YOUR INSTRUCTIONS: Copy out each line below that has the word "label" in it.

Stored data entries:
==========

//! Error types for the HTTP codec and server configuration.

use std::fmt;
use std::io;

/// A malformed request, premature EOF, or other transport-level failure
/// encountered while reading and parsing a request (`spec.md` §4.2, §7).
///
/// Protocol errors are never turned into an HTTP error response — the
/// connection is simply closed (§7).
#[derive(Debug)]
pub enum ProtocolError {
    /// Fewer than three whitespace-separated tokens on the request line.
    BadRequestLine,
    /// The peer closed the connection before the header terminator
    /// (`\r\n\r\n`) was seen, or before `read_until`'s delimiter appeared.
    PrematureEof,
    /// `read_until` found its delimiter at index 0.
    EmptyDelimitedRead,
    Io(io::Error),
}

impl fmt::Display for ProtocolError {
    fn fmt(&self, f: &mut fmt::Formatter<'_>) -> fmt::Result {
        match self {
            ProtocolError::BadRequestLine => write!(f, "malformed request line"),
            ProtocolError::PrematureEof => write!(f, "peer closed before delimiter"),
            ProtocolError::EmptyDelimitedRead => write!(f, "delimiter found at index 0"),
            ProtocolError::Io(e) => write!(f, "I/O error: {e}"),
        }
    }
}

impl std::error::Error for ProtocolError {
    fn source(&self) -> Option<&(dyn std::error::Error + 'static)> {
        match self {
            ProtocolError::Io(e) => Some(e),
            _ => None,
        }
    }
}

impl From<io::Error> for ProtocolError {
    fn from(e: io::Error) -> Self {
        ProtocolError::Io(e)
    }
}

/// An invalid `Config` (`spec.md` §3) — e.g. `worker_processes == 0`.
#[derive(Debug)]
pub enum ConfigError {
    ZeroWorkers,
    InvalidUnixPath,
}

impl fmt::Display for ConfigError {
    fn fmt(&self, f: &mut fmt::Formatter<'_>) -> fmt::Result {
        match self {
            ConfigError::ZeroWorkers => write!(f, "worker_processes must be positive"),
            ConfigError::InvalidUnixPath => {
                write!(f, "unix domain socket path must be absolute")
            }
        }
    }
}

impl std::error::Error for ConfigError {}

/// A fatal failure starting the manager (`spec.md` §7: "Bind / listen
/// failure: fatal to the manager").
#[derive(Debug)]
pub enum ManagerError {
    Bind(io::Error),
    Fork(nix::errno::Errno),
}

impl fmt::Display for ManagerError {
    fn fmt(&self, f: &mut fmt::Formatter<'_>) -> fmt::Result {
        match self {
            ManagerError::Bind(e) => write!(f, "failed to bind listening socket: {e}"),
            ManagerError::Fork(e) => write!(f, "fork() failed: {e}"),
        }
    }
}

impl std::error::Error for ManagerError {}

impl From<io::Error> for ManagerError {
    fn from(e: io::Error) -> Self {
        ManagerError::Bind(e)
    }
}

impl From<nix::errno::Errno> for ManagerError {
    fn from(e: nix::errno::Errno) -> Self {
        ManagerError::Fork(e)
    }
}
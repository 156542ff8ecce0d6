use crate::cmd::test_support::{fixture_path, run_bindom, run_bindom_json};

#[test]
fn parse_json_reports_tree() {
	let layout = fixture_path("sample.layout.json");
	let data = fixture_path("sample.bin");
	let json = run_bindom_json(&["parse", &layout, &data, "--json"]);

	assert_eq!(json["size"], 32);
	assert_eq!(json["consumed"], 32);
	assert_eq!(json["endian"], "big");

	let members = json["root"]["children"].as_array().expect("root members");
	let names: Vec<_> = members.iter().map(|item| item["name"].as_str().unwrap_or_default()).collect();
	assert_eq!(names, ["magic", "version", "count", "values", "title", "label", "trailer"]);

	assert_eq!(members[0]["value"], 0x4244_4F4D_u32);
	assert_eq!(members[1]["value"], 2);
	assert_eq!(members[3]["children"][1]["name"], "values[1]");
	assert_eq!(members[3]["children"][1]["value"], -2);
	assert_eq!(members[3]["children"][2]["value"], 300);
	assert_eq!(members[4]["value"], "hi");
	assert_eq!(members[5]["value"], "A");
	assert_eq!(members[6]["children"][0]["value"], 0x0102);
	assert_eq!(members[6]["children"][1]["value"], 1.5);
}

#[test]
fn parse_text_lists_members() {
	let layout = fixture_path("sample.layout.json");
	let data = fixture_path("sample.bin");
	let output = run_bindom(&["parse", &layout, &data]);

	assert!(output.status.success(), "parse command should succeed");
	let stdout = String::from_utf8(output.stdout).expect("stdout is utf8");
	assert!(stdout.contains("consumed: 32 of 32 bytes"));
	assert!(stdout.contains("  values: array[3]"));
	assert!(stdout.contains("    values[2]: int = 300"));
	assert!(stdout.contains("  title: string = \"hi\""));
}

#[test]
fn little_flag_changes_global_default() {
	let layout = fixture_path("sample.layout.json");
	let data = fixture_path("sample.bin");
	let json = run_bindom_json(&["parse", &layout, &data, "--json", "--little"]);

	assert_eq!(json["endian"], "little");
	let members = json["root"]["children"].as_array().expect("root members");
	assert_eq!(members[0]["value"], 0x4D4F_4442_u32);
	assert_eq!(members[1]["value"], 2);
}

#[test]
fn parse_fails_without_string_terminator() {
	let layout = fixture_path("sample.layout.json");
	let output = run_bindom(&["parse", &layout, &layout]);

	assert!(!output.status.success(), "layout text has no NUL byte to end the title");
	let stderr = String::from_utf8(output.stderr).expect("stderr is utf8");
	assert!(stderr.starts_with("error: "), "unexpected stderr: {stderr}");
}

#[test]
fn max_array_limits_parsed_counts() {
	let layout = fixture_path("sample.layout.json");
	let data = fixture_path("sample.bin");

	let output = run_bindom(&["parse", &layout, &data, "--max-array", "2"]);
	assert!(!output.status.success(), "three values exceed a limit of two");
	let stderr = String::from_utf8(output.stderr).expect("stderr is utf8");
	assert!(stderr.contains("invalid array count for values"), "unexpected stderr: {stderr}");

	let json = run_bindom_json(&["parse", &layout, &data, "--json", "--max-array", "3"]);
	assert_eq!(json["consumed"], 32);
}
use std::collections::BTreeMap;
use std::path::Path;

use bindom::dom::{Array, ArrayWidth, CodecOptions, Endianness, Field, Number, NumberKind, Str, Struct, WStr};
use serde::Deserialize;

use crate::error::CliError;

/// Declarative description of a binary file: codec defaults plus the root member list.
#[derive(Debug, Deserialize)]
#[serde(deny_unknown_fields)]
pub struct Layout {
	/// Global default byte order.
	#[serde(default)]
	pub endian: Option<EndianDef>,
	/// Per-kind byte order overrides keyed by kind name (`"ushort"`, ...).
	#[serde(default)]
	pub overrides: BTreeMap<String, EndianDef>,
	/// Root struct members in file order.
	pub fields: Vec<FieldDef>,
}

/// Byte order as spelled in layout files.
#[derive(Debug, Clone, Copy, PartialEq, Eq, Deserialize)]
#[serde(rename_all = "lowercase")]
pub enum EndianDef {
	/// Most significant byte first.
	Big,
	/// Least significant byte first.
	Little,
}

impl From<EndianDef> for Endianness {
	fn from(value: EndianDef) -> Self {
		match value {
			EndianDef::Big => Endianness::Big,
			EndianDef::Little => Endianness::Little,
		}
	}
}

/// One node declaration.
#[derive(Debug, Deserialize)]
#[serde(deny_unknown_fields)]
pub struct FieldDef {
	/// Member name; required for struct members, ignored for array elements.
	#[serde(default)]
	pub name: Option<String>,
	/// Kind name: a number kind, `string`, `wstring`, `array`, or `struct`.
	#[serde(rename = "type")]
	pub ty: String,
	/// Byte order pinned on this number field.
	#[serde(default)]
	pub endian: Option<EndianDef>,
	/// Array element count: a literal or the name of an earlier member.
	#[serde(default)]
	pub count: Option<CountDef>,
	/// Array element prototype.
	#[serde(default)]
	pub element: Option<Box<FieldDef>>,
	/// Struct members.
	#[serde(default)]
	pub fields: Vec<FieldDef>,
}

/// Array count as spelled in layout files.
#[derive(Debug, Clone, Deserialize)]
#[serde(untagged)]
pub enum CountDef {
	/// Fixed element count.
	Literal(usize),
	/// Count read from a previously parsed member.
	Member(String),
}

impl From<CountDef> for ArrayWidth {
	fn from(value: CountDef) -> Self {
		match value {
			CountDef::Literal(count) => ArrayWidth::Count(count),
			CountDef::Member(name) => ArrayWidth::Member(name),
		}
	}
}

impl Layout {
	/// Read and deserialize a layout file.
	pub fn load(path: &Path) -> Result<Self, CliError> {
		let bytes = std::fs::read(path).map_err(|source| CliError::Io {
			path: path.to_path_buf(),
			source,
		})?;
		let layout = serde_json::from_slice(&bytes)?;
		tracing::debug!(path = %path.display(), "loaded layout");
		Ok(layout)
	}

	/// Codec defaults declared by this layout.
	pub fn codec_options(&self) -> Result<CodecOptions, CliError> {
		let mut options = CodecOptions::default();
		if let Some(endian) = self.endian {
			options.endian = endian.into();
		}
		for (name, endian) in &self.overrides {
			let kind = NumberKind::from_name(name).ok_or_else(|| CliError::Layout {
				reason: format!("override names unknown number kind {name:?}"),
			})?;
			options = options.with_kind_endian(kind, (*endian).into());
		}
		Ok(options)
	}

	/// Build the unparsed root struct.
	pub fn root(&self) -> Result<Field, CliError> {
		Ok(Field::from(build_struct(&self.fields, "root")?))
	}
}

fn build_struct(defs: &[FieldDef], owner: &str) -> Result<Struct, CliError> {
	let mut item = Struct::new();
	for def in defs {
		let name = def.name.as_deref().ok_or_else(|| CliError::Layout {
			reason: format!("member of {owner} has no name"),
		})?;
		item.add_child(name, build_field(def, name)?);
	}
	Ok(item)
}

fn build_field(def: &FieldDef, label: &str) -> Result<Field, CliError> {
	let invalid = |reason: String| CliError::Layout {
		reason: format!("{label}: {reason}"),
	};

	if def.endian.is_some() && NumberKind::from_name(&def.ty).is_none() {
		return Err(invalid(format!("endian only applies to number kinds, not {}", def.ty)));
	}

	let field = match def.ty.as_str() {
		"string" => Field::from(Str::new()),
		"wstring" => Field::from(WStr::new()),
		"struct" => Field::from(build_struct(&def.fields, label)?),
		"array" => {
			let count = def.count.clone().ok_or_else(|| invalid("array needs a count".to_owned()))?;
			let element = def.element.as_deref().ok_or_else(|| invalid("array needs an element".to_owned()))?;
			Field::from(Array::new(count, build_field(element, label)?))
		}
		other => {
			let kind = NumberKind::from_name(other).ok_or_else(|| invalid(format!("unknown type {other:?}")))?;
			let mut number = Number::new(kind);
			if let Some(endian) = def.endian {
				number.set_endian(Some(endian.into()));
			}
			Field::from(number)
		}
	};
	Ok(field)
}

#[cfg(test)]
mod tests;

==========

RESULT OF THE TASK:
	assert_eq!(names, ["magic", "version", "count", "values", "title", "label", "trailer"]);
fn build_field(def: &FieldDef, label: &str) -> Result<Field, CliError> {
		reason: format!("{label}: {reason}"),
		"struct" => Field::from(build_struct(&def.fields, label)?),
			Field::from(Array::new(count, build_field(element, label)?))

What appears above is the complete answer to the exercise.